[Saved entries]
■ ■ ■
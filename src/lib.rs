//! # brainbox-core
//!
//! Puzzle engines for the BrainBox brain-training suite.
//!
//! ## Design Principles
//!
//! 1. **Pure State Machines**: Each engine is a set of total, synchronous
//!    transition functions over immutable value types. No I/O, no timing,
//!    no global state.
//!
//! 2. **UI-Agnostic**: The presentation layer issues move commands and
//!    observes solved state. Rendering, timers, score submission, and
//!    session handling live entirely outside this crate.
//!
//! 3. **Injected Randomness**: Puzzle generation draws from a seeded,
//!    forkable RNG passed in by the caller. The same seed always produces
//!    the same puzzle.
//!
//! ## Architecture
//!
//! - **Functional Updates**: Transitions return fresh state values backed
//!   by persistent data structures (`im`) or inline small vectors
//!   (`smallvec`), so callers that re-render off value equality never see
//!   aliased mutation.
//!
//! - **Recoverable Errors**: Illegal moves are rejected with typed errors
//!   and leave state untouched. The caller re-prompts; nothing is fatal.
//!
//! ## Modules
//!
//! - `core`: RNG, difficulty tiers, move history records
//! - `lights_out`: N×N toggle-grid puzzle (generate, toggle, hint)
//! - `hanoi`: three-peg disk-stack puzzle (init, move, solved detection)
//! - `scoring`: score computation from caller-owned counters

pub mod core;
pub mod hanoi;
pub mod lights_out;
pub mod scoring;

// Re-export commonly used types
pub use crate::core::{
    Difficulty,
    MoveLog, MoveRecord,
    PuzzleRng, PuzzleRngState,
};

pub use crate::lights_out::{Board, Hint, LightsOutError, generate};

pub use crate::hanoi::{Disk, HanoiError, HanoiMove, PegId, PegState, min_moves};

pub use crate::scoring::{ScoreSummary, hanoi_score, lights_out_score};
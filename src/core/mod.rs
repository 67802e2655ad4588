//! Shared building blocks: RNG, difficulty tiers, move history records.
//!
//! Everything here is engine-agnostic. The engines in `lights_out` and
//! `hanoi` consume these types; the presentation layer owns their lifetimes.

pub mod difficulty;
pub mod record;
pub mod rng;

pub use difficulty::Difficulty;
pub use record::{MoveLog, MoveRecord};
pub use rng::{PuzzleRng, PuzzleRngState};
■ ■ ■
> **Task description**: Down to the last line, repeat the data exactly.

> **Your response**:
filename src/lib.rs
//! # brainbox-core
//!
//! Puzzle engines for the BrainBox brain-training suite.
//!
//! ## Design Principles
//!
//! 1. **Pure State Machines**: Each engine is a set of total, synchronous
//!    transition functions over immutable value types. No I/O, no timing,
//!    no global state.
//!
//! 2. **UI-Agnostic**: The presentation layer issues move commands and
//!    observes solved state. Rendering, timers, score submission, and
//!    session handling live entirely outside this crate.
//!
//! 3. **Injected Randomness**: Puzzle generation draws from a seeded,
//!    forkable RNG passed in by the caller. The same seed always produces
//!    the same puzzle.
//!
//! ## Architecture
//!
//! - **Functional Updates**: Transitions return fresh state values backed
//!   by persistent data structures (`im`) or inline small vectors
//!   (`smallvec`), so callers that re-render off value equality never see
//!   aliased mutation.
//!
//! - **Recoverable Errors**: Illegal moves are rejected with typed errors
//!   and leave state untouched. The caller re-prompts; nothing is fatal.
//!
//! ## Modules
//!
//! - `core`: RNG, difficulty tiers, move history records
//! - `lights_out`: N×N toggle-grid puzzle (generate, toggle, hint)
//! - `hanoi`: three-peg disk-stack puzzle (init, move, solved detection)
//! - `scoring`: score computation from caller-owned counters

pub mod core;
pub mod hanoi;
pub mod lights_out;
pub mod scoring;

// Re-export commonly used types
pub use crate::core::{
    Difficulty,
    MoveLog, MoveRecord,
    PuzzleRng, PuzzleRngState,
};

pub use crate::lights_out::{Board, Hint, LightsOutError, generate};

pub use crate::hanoi::{Disk, HanoiError, HanoiMove, PegId, PegState, min_moves};

pub use crate::scoring::{ScoreSummary, hanoi_score, lights_out_score};
filename src/core/mod.rs
repository 67802e2655ad4588
//! Shared building blocks: RNG, difficulty tiers, move history records.
//!
//! Everything here is engine-agnostic. The engines in `lights_out` and
//! `hanoi` consume these types; the presentation layer owns their lifetimes.

pub mod difficulty;
pub mod record;
pub mod rng;

pub use difficulty::Difficulty;
pub use record::{MoveLog, MoveRecord};
pub use rng::{PuzzleRng, PuzzleRngState};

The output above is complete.